TitanCFI: Toward Enforcing Control-Flow Integrity in the Root-of-Trust
Emanuele Parisi, Alberto Musa, Simone Manoni, Maicol Ciani, Davide Rossi, Francesco Barchi, Andrea Bartolini, Andrea Acquaviva
TL;DR
TitanCFI tackles enforcing Control-Flow Integrity on RoT-enabled RISC-V systems by streaming retired control-flow instructions from the host to the OpenTitan RoT and executing a policy in RoT firmware. The approach reuses existing hardware, avoids custom IPs or toolchain changes, and leverages the RoT's tamper-proof memory and cryptographic accelerators to secure CFI metadata, with area overhead under $<1\%$ and runtime overhead competitive with state-of-the-art solutions. Empirical results on an OpenTitan-based platform show a shadow-stack CfI policy incurs measurable but modest costs, with runtime slowdown typically below $10\%$ for most benchmarks and hardware overhead under $6\%$ for the host core.

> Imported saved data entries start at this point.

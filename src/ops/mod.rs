pub mod fs;
pub mod leaf;
pub mod rename;
pub mod touch;
pub mod group;
pub mod resolver;
pub use fs::{FileSystem, RealFs, FileStamp};
pub use leaf::{LeafCommand, FileCommand, ReverseCommand};
pub use rename::RenameCmd;
pub use touch::TouchCmd;
pub use group::{DeleteCmd, CopyCmd, MoveCmd, CreateFolderCmd};
pub use resolver::{build_rename_macro, validate_pairs, intermediate_path};
#[cfg(test)]
pub(crate) use fs::testing;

Overall, TitanCFI demonstrates that CFI can be robustly enforced inside the RoT while maintaining compatibility with standard toolchains and preserving hardware efficiency, enabling scalable, policy-driven security for RoT-centric IoT and automotive systems.
Abstract
Modern RISC-V platforms control and monitor security-critical systems such as industrial controllers and autonomous vehicles. While these platforms feature a Root-of-Trust (RoT) to store authentication secrets and enable secure boot technologies, they often lack Control-Flow Integrity (CFI) enforcement and are vulnerable to cyber-attacks which divert the control flow of an application to trigger malicious behaviours. Recent techniques to enforce CFI in RISC-V systems include ISA modifications or custom hardware IPs, all requiring ad-hoc binary toolchains or design of CFI primitives in hardware. This paper proposes TitanCFI, a novel approach to enforce CFI in the RoT. TitanCFI modifies the commit stage of the protected core to stream control flow instructions to the RoT and it integrates the CFI enforcement policy in the RoT firmware. Our approach enables maximum reuse of the hardware resource present in the System-on-Chip (SoC), and it avoids the design of custom IPs and the modification of the compilation toolchain, while exploiting the RoT tamper-proof storage and cryptographic accelerators to secure CFI metadata. We implemented the proposed architecture on a modern RISC-V SoC along with a return address protection policy in the RoT, and benchmarked area and runtime overhead. Experimental results show that TitanCFI achieves overhead comparable to SoA hardware CFI solutions for most benchmarks, with lower area overhead, resulting in 1% of additional area occupation.